T-Wave Inversion in V1 and V2
Normal vs. Abnormal
T-wave inversion in V1 alone is a normal variant and has no clinical significance. T-wave inversion extending to V2 may still be normal in women, but in adult men it is considered abnormal and warrants clinical correlation.
Causes / Differential Diagnosis
1. Wellens' Syndrome (Critical — Do Not Miss)
A pre-infarction pattern caused by critical proximal LAD stenosis. The T-wave changes appear when the patient is pain-free (post-ischemic reperfusion pattern).
Two patterns:
| Pattern | Morphology | Prevalence |
|---|
| Type A (Biphasic) | Biphasic T waves in V2–V3 | ~25% |
| Type B (Deep inversion) | Deep symmetric T-wave inversion in V2–V3, often extending to V1 | ~75% |
Diagnostic criteria (Tintinalli's):
- History of episodic chest pain consistent with unstable angina
- During pain, the ECG may be normal
- When pain-free: abnormal T waves most prominent in V2–V3, often in V1 and V3
- Deep symmetric T-wave inversion (~75%) or biphasic T waves (~25%)
- No pathologic Q waves or loss of R waves
These patients are at high risk of massive anterior MI and require urgent coronary angiography.
ECG showing Wellens' pattern (deep symmetric T-wave inversion V1–V3):
Wellens' sign — Tintinalli's Emergency Medicine
2. Pulmonary Embolism (PE)
T-wave inversion in V1–V3 (especially V2–V3) is the most frequent ECG sign of high-risk (massive) PE and reflects acute RV strain from right heart dilatation.
- May accompany the S1Q3T3 pattern, right axis deviation, sinus tachycardia, or RBBB
- Both the Qr pattern in V1 and T-wave inversion in V2 are independent predictors of RV dysfunction and adverse outcome
- ~20% of PE patients have no ECG changes; ECG alone cannot rule in or rule out PE
ECG from a 60-year-old with massive PE and cardiogenic shock (note T-wave inversion in right precordial leads + S1Q3T3):
Fuster & Hurst's The Heart, 15th Ed.
3. ARVC (Arrhythmogenic Right Ventricular Cardiomyopathy)
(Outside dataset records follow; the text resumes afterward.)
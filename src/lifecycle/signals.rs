//! OS signal handling.
//!
//! # Responsibilities
//! - Wait for SIGINT (Ctrl+C) or SIGTERM

/// Resolve when the process is asked to stop.
pub async fn wait_for_signal() {
    let ctrl_c = async {
        if let Err(e) = tokio::signal::ctrl_c().await {
            tracing::error!(error = %e, "Failed to install Ctrl+C handler");
            std::future::pending::<()>().await;
        }
    };

    #[cfg(unix)]
    let terminate = async {
        match tokio::signal::unix::signal(tokio::signal::unix::SignalKind::terminate()) {
            Ok(mut sigterm) => {
                sigterm.recv().await;
            }
            Err(e) => {
                tracing::error!(error = %e, "Failed to install SIGTERM handler");
                std::future::pending::<()>().await;
            }
        }
    };

    #[cfg(not(unix))]
    let terminate = std::future::pending::<()>();

    tokio::select! {
        _ = ctrl_c => tracing::info!("SIGINT received"),
        _ = terminate => tracing::info!("SIGTERM received"),
    }
}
T-wave inversion in V1–V3 (or more) is a major diagnostic criterion for ARVC, accompanied by:
- Prolonged terminal QRS (>55 ms from S-wave nadir to end of QRS) in V1–V3
- Epsilon waves (small deflections after the QRS in right precordial leads)
- VT with LBBB morphology
4. Brugada Syndrome
Type I Brugada pattern: coved ST elevation (≥2 mm) with T-wave inversion in V1–V2. This is the diagnostic pattern; it may be present spontaneously or only after sodium channel blocker challenge (e.g., procainamide, flecainide, ajmaline).
5. Right Bundle Branch Block (RBBB)
Secondary T-wave inversions in V1–V2 are an expected finding in RBBB and are not independently pathological — they follow the direction opposite to the dominant terminal R' wave (discordant repolarization).
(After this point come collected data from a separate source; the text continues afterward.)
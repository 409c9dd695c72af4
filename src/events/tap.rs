//! Bridges between the event hub and the metrics registry.
//!
//! The hub never reports its own drops. Comparing
//! `events_published_total` (counted by [`InstrumentedPublisher`] before
//! publish) with `events_received_total` (counted by [`MetricsTap`] on the
//! consumer side) gives the loss rate per event type.

use std::collections::HashMap;
use std::sync::Arc;
use std::time::SystemTime;

use tokio::task::JoinHandle;

use super::event::{Event, EventType};
use super::hub::{EventHub, Publisher, Unsubscribe};
use crate::metrics::{Counter, Labels, Registry};

pub const EVENTS_PUBLISHED: &str = "events_published_total";
pub const EVENTS_RECEIVED: &str = "events_received_total";
pub const EVENT_DELIVERY_SECONDS: &str = "event_delivery_seconds";

fn type_labels(event_type: EventType) -> Labels {
    Labels::from([("type", event_type.as_str())])
}

/// Publisher wrapper that counts every event before handing it on.
#[derive(Debug)]
pub struct InstrumentedPublisher<P> {
    inner: P,
    registry: Arc<Registry>,
}

impl<P: Publisher> InstrumentedPublisher<P> {
    pub fn new(inner: P, registry: Arc<Registry>) -> Self {
        Self { inner, registry }
    }
}

impl<P: Publisher> Publisher for InstrumentedPublisher<P> {
    fn publish(&self, event: Event) {
        self.registry
            .register_counter(EVENTS_PUBLISHED, &type_labels(event.event_type))
            .inc();
        self.inner.publish(event);
    }
}

/// A hub subscriber that turns received events into metrics.
pub struct MetricsTap {
    task: JoinHandle<u64>,
    unsubscribe: Unsubscribe,
}

impl MetricsTap {
    /// Subscribe to `hub` and start counting on a background task.
    pub fn spawn(hub: &EventHub, registry: Arc<Registry>) -> Self {
        let (mut rx, unsubscribe) = hub.subscribe();

        let task = tokio::spawn(async move {
            let delivery = registry.register_histogram(EVENT_DELIVERY_SECONDS, &Labels::new(), None);
            let mut counters: HashMap<EventType, Arc<Counter>> = HashMap::new();
            let mut received = 0u64;

            while let Some(event) = rx.recv().await {
                counters
                    .entry(event.event_type)
                    .or_insert_with(|| registry.register_counter(EVENTS_RECEIVED, &type_labels(event.event_type)))
                    .inc();

                if let Ok(lag) = SystemTime::now().duration_since(event.timestamp) {
                    delivery.observe_duration(lag);
                }
                received += 1;
            }

            tracing::debug!(received, "Metrics tap stream ended");
            received
        });

        Self { task, unsubscribe }
    }

    /// Leave the hub and return how many events the tap consumed.
    pub async fn stop(self) -> u64 {
        let MetricsTap { task, unsubscribe } = self;
        unsubscribe.unsubscribe();
        received_count(task).await
    }

    /// Wait for the stream to end (hub closed) and return the event count.
    pub async fn join(self) -> u64 {
        received_count(self.task).await
    }
}

async fn received_count(task: JoinHandle<u64>) -> u64 {
    match task.await {
        Ok(received) => received,
        Err(e) => {
            tracing::error!(error = %e, "Metrics tap task failed");
            0
        }
    }
}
6. Right Ventricular Hypertrophy / Cor Pulmonale
Chronic RV pressure overload (e.g., from pulmonary hypertension) can produce T-wave inversions in V1–V3 as a "strain" pattern.
7. Posterior MI (Isolated)
T-wave inversion in V1–V2 may represent a reciprocal change of posterior STEMI. Applying posterior leads (V7–V9) to confirm ST elevation over the left posterior chest helps confirm this diagnosis.
8. Normal Variant / Juvenile T-wave Pattern
Isolated inversion in V1–V2 (sometimes V3) can persist as a normal variant, especially in young women, and is termed the juvenile T-wave pattern when there are no other findings.
Quick Summary Table
| Cause | Key Features |
|---|
| Wellens' syndrome | Pain-free, deep symmetric or biphasic T-wave inversions V2–V3; critical LAD stenosis |
| Pulmonary embolism | RV strain, S1Q3T3, tachycardia; most frequent ECG sign of high-risk PE |
| ARVC | Epsilon waves, prolonged terminal QRS V1–V3, T-wave inversion V1–V5 |
| Brugada syndrome | Coved ST elevation + T-wave inversion V1–V2 |
| RBBB | Secondary discordant T-wave inversion; expected finding |
| RV hypertrophy | Chronic RV strain; tall R in V1 |
| Posterior MI | Reciprocal change; tall R/T in V1–V2; confirm with V7–V9 |
| Normal variant | Isolated V1–V2; young women; no other findings |
Clinical bottom line: T-wave inversion confined to V1 is usually benign. Extension to V2 in an adult male — especially in the context of chest pain — demands urgent evaluation for Wellens' syndrome, ACS, or PE, as these carry high short-term mortality risk.